Again, Daniel found the Power to Choose site both useful and frustrating. Daniel and Jordan had discovered their home sometimes required quite a bit of electricity to keep cool in the summer, so plans were scrutinized for extra charges at high rates of consumption.
Ultimately, they selected a new plan offering 100 percent renewable content at a price that rose from about 7.5 cents to 8.5 cents per kWh.
The state’s Power to Choose website makes it easy to search for offers with high renewable content, or especially low prices, or long-term contracts with stable prices.
Some retailers have special offers directed at consumers with home solar power systems, or prepaid contracts that don’t require credit checks or up-front deposits, or contracts with prices that vary month-to-month with the underlying power market.

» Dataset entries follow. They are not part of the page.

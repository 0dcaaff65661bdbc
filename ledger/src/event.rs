//! Audit events emitted by successful ledger operations.

use crate::access::Role;
use election_types::{Amount, Phase, Principal};
use serde::{Deserialize, Serialize};

/// One event per successful mutating call; failed calls emit nothing.
#[derive(Clone, Debug, PartialEq, Eq, Serialize, Deserialize)]
#[serde(tag = "event", rename_all = "snake_case")]
pub enum ElectionEvent {
    PhaseChanged {
        phase: Phase,
    },
    CandidateAdded {
        name: String,
        description: String,
        payout_address: Principal,
    },
    CandidateUpdated {
        index: usize,
        name: String,
        description: String,
        payout_address: Principal,
    },
    CandidateDeleted {
        index: usize,
    },
    CandidateFunded {
        index: usize,
        funder: Principal,
        amount: Amount,
    },
    FundsWithdrawn {
        index: usize,
        amount: Amount,
    },
    Voted {
        voter: Principal,
        index: usize,
    },
    RoleGranted {
        role: Role,
        principal: Principal,
    },
    RoleRevoked {
        role: Role,
        principal: Principal,
    },
}

/// Synchronous fan-out event bus for election events.
///
/// Listeners are invoked inline on the emitting thread, while the ledger is
/// mid-operation; keep handlers fast and never call back into the ledger.
pub struct EventBus {
    listeners: Vec<Box<dyn Fn(&ElectionEvent) + Send + Sync>>,
}

impl EventBus {
    pub fn new() -> Self {
        Self {
            listeners: Vec::new(),
        }
    }

    pub fn subscribe(&mut self, listener: Box<dyn Fn(&ElectionEvent) + Send + Sync>) {
        self.listeners.push(listener);
    }

    pub fn emit(&self, event: &ElectionEvent) {
        for listener in &self.listeners {
            listener(event);
        }
    }

    pub fn listener_count(&self) -> usize {
        self.listeners.len()
    }
}

impl Default for EventBus {
    fn default() -> Self {
        Self::new()
    }
}
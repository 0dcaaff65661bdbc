//! Timestamps and the clock abstraction.
//!
//! Timestamps are Unix epoch seconds (UTC). The ledger never reads the system
//! time directly; it asks a [`Clock`], so tests can drive time explicitly.

use serde::{Deserialize, Serialize};
use std::fmt;
use std::time::{SystemTime, UNIX_EPOCH};

/// A Unix timestamp in seconds since epoch (UTC).
#[derive(Clone, Copy, Debug, Default, PartialEq, Eq, PartialOrd, Ord, Hash, Serialize, Deserialize)]
pub struct Timestamp(u64);

impl Timestamp {
    /// The epoch (time zero). Also the "never set" marker for vote opening.
    pub const EPOCH: Self = Self(0);

    pub fn new(secs: u64) -> Self {
        Self(secs)
    }

    /// Get the current system time as a `Timestamp`.
    ///
    /// A system clock set before the epoch reads as the epoch.
    pub fn now() -> Self {
        let secs = SystemTime::now()
            .duration_since(UNIX_EPOCH)
            .map(|d| d.as_secs())
            .unwrap_or(0);
        Self(secs)
    }

    pub fn as_secs(&self) -> u64 {
        self.0
    }

    pub fn is_epoch(&self) -> bool {
        self.0 == 0
    }

    /// This timestamp shifted forward, saturating at `u64::MAX`.
    pub fn plus_secs(&self, secs: u64) -> Self {
        Self(self.0.saturating_add(secs))
    }

    /// Whether this timestamp + duration has passed relative to `now`.
    pub fn has_expired(&self, duration_secs: u64, now: Timestamp) -> bool {
        now.0 >= self.0.saturating_add(duration_secs)
    }
}

impl fmt::Display for Timestamp {
    fn fmt(&self, f: &mut fmt::Formatter<'_>) -> fmt::Result {
        write!(f, "{}s", self.0)
    }
}

/// Source of the current time.
pub trait Clock: Send + Sync {
    fn now(&self) -> Timestamp;
}

/// Wall-clock time.
#[derive(Clone, Copy, Debug, Default)]
pub struct SystemClock;

impl Clock for SystemClock {
    fn now(&self) -> Timestamp {
        Timestamp::now()
    }
}

#[cfg(test)]
mod tests {
    use super::*;

    #[test]
    fn has_expired_is_inclusive_at_boundary() {
        let opened = Timestamp::new(1_000);
        assert!(!opened.has_expired(3_600, Timestamp::new(4_599)));
        assert!(opened.has_expired(3_600, Timestamp::new(4_600)));
    }

    #[test]
    fn plus_secs_saturates() {
        assert_eq!(Timestamp::new(u64::MAX).plus_secs(10), Timestamp::new(u64::MAX));
    }

    #[test]
    fn system_clock_is_after_epoch() {
        assert!(!SystemClock.now().is_epoch());
    }
}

If not quite something for everyone, the competitive Texas retail market offers many more options than available to consumers elsewhere.
For a long time in the electric power industry, in Texas and elsewhere, almost all electric power consumers had just one choice: the local monopoly electric utility designated by state regulators to serve an area and to keep power supply and demand in real-time balance.
One company built the power generators, transmission and distribution lines, and billed consumers under rates regulated by state or local governments.
In many parts of the country, the system still works that same way: one company, with a monopoly territory protected by state regulators, with rates overseen by state regulators.
In most of Texas and a handful of other states, retail consumers have a choice among competing retail power suppliers. Most Texans can choose from among dozens of suppliers and face as many as two hundred different plans.
The Texas approach is recognized among industry specialists as being different — some experts say it is one of the best.1
Our goal in this report is to describe the Texas approach and what makes it work. The market is not perfect, of course, and is under constant pressure to adapt and grow.
We also discuss some of the pressures facing the Texas electric power industry, and how market players and regulators can respond to those pressures while preserving the character that helps it succeed.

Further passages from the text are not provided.